Sunes jul (Swedish for Sune's Christmas) was the 1991 SVT Christmas calendar. In 2004, it was later released to DVD. In 2007, it was voted the third best  ever in Aftonbladet. It is based on the books series about the boy Sune by Anders Jacobsson and Sören Olsson.

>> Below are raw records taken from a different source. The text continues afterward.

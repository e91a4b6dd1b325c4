mod frame_view;
pub mod player_app;
pub mod scrub_app;

use std::cell::RefCell;
use std::rc::Rc;

pub use player_app::PlayerApp;
pub use scrub_app::ScrubApp;

use crate::scrubber::SessionEnd;

/// How the window's session ended, read back once the event loop returns.
pub type SharedOutcome = Rc<RefCell<Option<SessionEnd>>>;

The series was viewed by over 3,000,000 viewers, which at the time was an all-time record for SVT's Christmas calendar.

Castlist
Andreas Hoffer as Karl Sune Rudolf Andersson
Anders Jacobsson as Speaker
Sören Olsson as Speaker
Peter Haber as Rudolf Andersson
Carina Lidbom as Karin Andersson
Gabriel Odenhammar as Håkan Andersson
Nina Almlöf as Anna Andersson
Rebecka Liljeberg as Sophie Blixt
Calle Torén as Sune's Friend
Anette Stenson-Fjordefalk as the lady teacher
Jimmy Karlsson as Jocke
Pär Ericson as the Principal
Måns Herngren as Staffan Stolledräng
Åke Lindström as Santa Claus

Episodes
 Julkortet (The Christmas Photography)
 Sophie! (Sophie!)
 Tjejgrej (Girly Thing)
 Hockeyklubban (The Hockey Stick)
 Skidvallan (The Ski Wax)
 Skrik- och gapsjukan (Shout- and Gape Disease)
 Partyt (The Party)
 Julbordet (The Christmas Dinner)
 Rollen (The Role)
 Julspelet (The Nativity Play)
 Varuhuset (The Department Store)
 Krig! (War!)
 Lucia (Saint Lucy)
 Julbaket (The Christmas Baking)
 Pulkapappa (Pulk Father)
 Julstädning (Christmas Cleaning)
 Farmor och farfar (Grandmother and Grandfather)
 Julgranen (The Christmas Tree)
 Julpynt (Christmas Decorations)
 Skolavslutningen (The Graduation)
 Julrim (Christmas Rhyme)
 I kyrkan (In Church)
 Dan-före-dan (The Day Before the Day)
 Julafton (Christmas Eve)

Recording
Recordings began in March 1991.

Home video
In 1992 the series was released to VHS with the title "Sunes vecka", with rereleases in 1993 and 1999, and in 2002 it was released to DVD in two parts, with volume 1 in a red box and volume 2 in a green box. The film Sune's Summer was released to DVD on 20 October 2004, and in 2008 a DVD with both "Sunes jul" and "Sune's Summer was released", with both volumes on the same edition.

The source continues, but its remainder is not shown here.